What emerges from the work of the Authority is a conception of privacy wide enough to incorporate (a certain amount of) freedom from intrusion, prying and harassment, (a certain amount of) anonymity, and (a certain amount of) protection of personal details. The interpretation that the Authority has given to this “right to be let alone” by broadcasters takes into account both statutory constraints such as the Bill of Rights Act, and the presumed prevailing values of New Zealanders. The Authority’s approach has been endorsed in the High Court in TV3 v BSA [1995] 2 NZLR 720, and forms a rich resource for the future development of a tort of invasion of privacy. Michael Stace has performed a very useful service in extracting the privacy decisions from the now large number of cases concerning broadcasting standards which have gone before the Authority, and pointing out the trends behind those decisions. He should be encouraged to continue to do so through updates of the book.

But one is left wondering whether it is really enough simply to record the decisions, the Privacy Principles and their development. As Executive Director of the Broadcasting Standards Authority, Michael Stace may well have felt himself constrained to adopt the public service ethos of refusing to criticise or express personal opinions about the Authority’s decisions and reasoning. This suspicion seems to be confirmed when, in the closing paragraphs of the book, he – rather incongruously - adopts the persona of “the Authority”. His measured style throughout only hints at the existence of an underlying debate about the scope of privacy. This is a pity. The value of the book would be greatly augmented if the author went beyond chronicling and impartial analysis into a more detailed exploration of the philosophical underpinnings of the Authority’s approach, pointing out inconsistencies, challenging assumptions, and questioning the correctness of decisions. The book provides an excellent opportunity for a discussion of, say, the nature of “prying” or the relationship which the Authority has developed between the fair treatment of programme participants and their privacy. Indeed the format of each chapter (a synopsis of key cases followed by a summary of that stage in the development of the Authority’s thinking) would readily accommodate a “critical independent voice” at the end. Alternatively the concluding chapter might deal with these issues more fully. This observation of an opportunity missed should not, however, be taken as a denial of the undoubted utility of Stace’s clear exposition of the Authority’s decisions.

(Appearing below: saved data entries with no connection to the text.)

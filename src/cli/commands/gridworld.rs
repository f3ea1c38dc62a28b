//! Gridworld command - Q-learning an agent that walks to a random target

use std::{path::PathBuf, sync::Arc};

use anyhow::{Context, Result};
use clap::Parser;
use serde::Serialize;

use crate::{
    cli::{
        config::{CommonArgs, DemoArgs},
        output::{
            format_number, print_kv, print_section, print_subsection, print_training_result,
            write_summary,
        },
    },
    gridworld::{GridWorld, GridWorldEnv, RenderMode},
    pipeline::{
        Learner, MetricsObserver, TrainingConfig, TrainingMetadata, TrainingPipeline,
        TrainingResult,
    },
    td_learning::{QLearningAgent, SavedTdAgent, TdConfig},
};

#[derive(Parser, Debug)]
#[command(about = "Learn to reach a randomly placed target with Q-learning")]
pub struct GridworldArgs {
    /// Side length of the square grid
    #[arg(long, default_value_t = 5)]
    pub size: usize,

    /// Number of training episodes
    #[arg(long, short = 'e', default_value_t = 5000)]
    pub episodes: usize,

    /// Step size α
    #[arg(long, default_value_t = 0.1)]
    pub learning_rate: f64,

    /// Exploration rate ε
    #[arg(long, default_value_t = 0.1)]
    pub epsilon: f64,

    /// Truncate episodes after this many steps
    #[arg(long, default_value_t = 300)]
    pub max_episode_steps: usize,

    /// Output file for the trained agent
    #[arg(long, short = 'O')]
    pub output: Option<PathBuf>,

    #[command(flatten)]
    pub common: CommonArgs,

    #[command(flatten)]
    pub demo: DemoArgs,
}

#[derive(Debug, Serialize)]
struct GridworldSummary<'a> {
    size: usize,
    training: &'a TrainingResult,
    recent_mean_length: f64,
    q_entries: usize,
    config: TdConfig,
    seed: Option<u64>,
}

pub fn execute(args: GridworldArgs) -> Result<()> {
    let world = GridWorld::new(args.size)?;
    let td_config = TdConfig {
        learning_rate: args.learning_rate,
        epsilon: args.epsilon,
        ..TdConfig::gridworld()
    };
    td_config.validate()?;
    let mut agent: QLearningAgent<usize, usize> = QLearningAgent::new(td_config);

    print_section("Gridworld: Q-learning");
    print_kv("Grid", &format!("{0} x {0}", world.size()));
    print_kv("Observations", &format_number(world.observation_space().n()));
    print_kv("Episodes", &format_number(args.episodes));

    let config = TrainingConfig {
        num_episodes: args.episodes,
        max_episode_steps: Some(args.max_episode_steps),
        seed: args.common.seed,
        ..TrainingConfig::default()
    };
    let metrics = MetricsObserver::shared();
    let mut pipeline = args
        .common
        .attach_observers(TrainingPipeline::new(config))?
        .with_observer(Box::new(Arc::clone(&metrics)));
    let result = pipeline.run(&world, &mut agent)?;

    print_subsection("Training");
    print_training_result(&result);
    let recent = metrics
        .lock()
        .unwrap_or_else(|poisoned| poisoned.into_inner())
        .recent_mean_length(100);
    print_kv("Last 100 mean", &format!("{recent:.2}"));
    print_kv("Q entries", &format_number(agent.q_table().size()));

    if let Some(path) = &args.common.summary {
        let summary = GridworldSummary {
            size: world.size(),
            training: &result,
            recent_mean_length: recent,
            q_entries: agent.q_table().size(),
            config: td_config,
            seed: args.common.seed,
        };
        let written = write_summary(path, &summary)?;
        println!("\nSummary written to {}", written.display());
    }

    if let Some(path) = &args.output {
        let metadata = TrainingMetadata::from_result("gridworld", &result, args.common.seed);
        SavedTdAgent::from_q_learning(&agent, metadata)
            .save_to_file(path)
            .with_context(|| format!("Failed to save agent to {}", path.display()))?;
        println!("\nAgent saved to {}", path.display());
    }

    if args.demo.demo {
        demo(world, &agent, &args)?;
    }

    Ok(())
}

/// Drive the stateful environment with the greedy policy.
fn demo(world: GridWorld, agent: &QLearningAgent<usize, usize>, args: &GridworldArgs) -> Result<()> {
    let mut env = GridWorldEnv::new(world, Some(RenderMode::Ansi))
        .with_max_episode_steps(args.demo.max_steps);
    let (mut observation, info) = env.reset(args.common.seed);

    print_subsection("Greedy run");
    print_kv("Start distance", &info.distance.to_string());
    if let Some(frame) = env.render() {
        println!("{frame}");
    }

    let mut steps = 0;
    let reached = loop {
        let action = Learner::<GridWorld>::greedy_action(agent, env.world(), &observation)?;
        let result = env.step(action)?;
        steps += 1;
        args.demo.pause();
        if let Some(frame) = env.render() {
            println!("{frame}");
        }
        observation = result.observation;
        if result.terminated || result.truncated {
            break result.terminated;
        }
    };
    env.close();

    print_kv("Steps", &format_number(steps));
    print_kv("Reached target", if reached { "yes" } else { "no" });
    Ok(())
}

Only a proportion of the complaints dealt with by the Broadcasting Standards Authority relate to privacy matters. Michael Stace has performed a useful service in extracting these and drawing out the themes and developments within that particular area of the Authority’s responsibilities. His book is a handy guide to what is now quite a sizeable body of case-law. It will be a valued resource not only for those who have an interest in broadcasting standards but also for anyone involved in the evolution of a wider New Zealand jurisprudence of privacy.

Ken Mackinnon[*]


[*] Senior Lecturer in Law, University of Waikato.

[*] Associate Professor of Law, University of Waikato.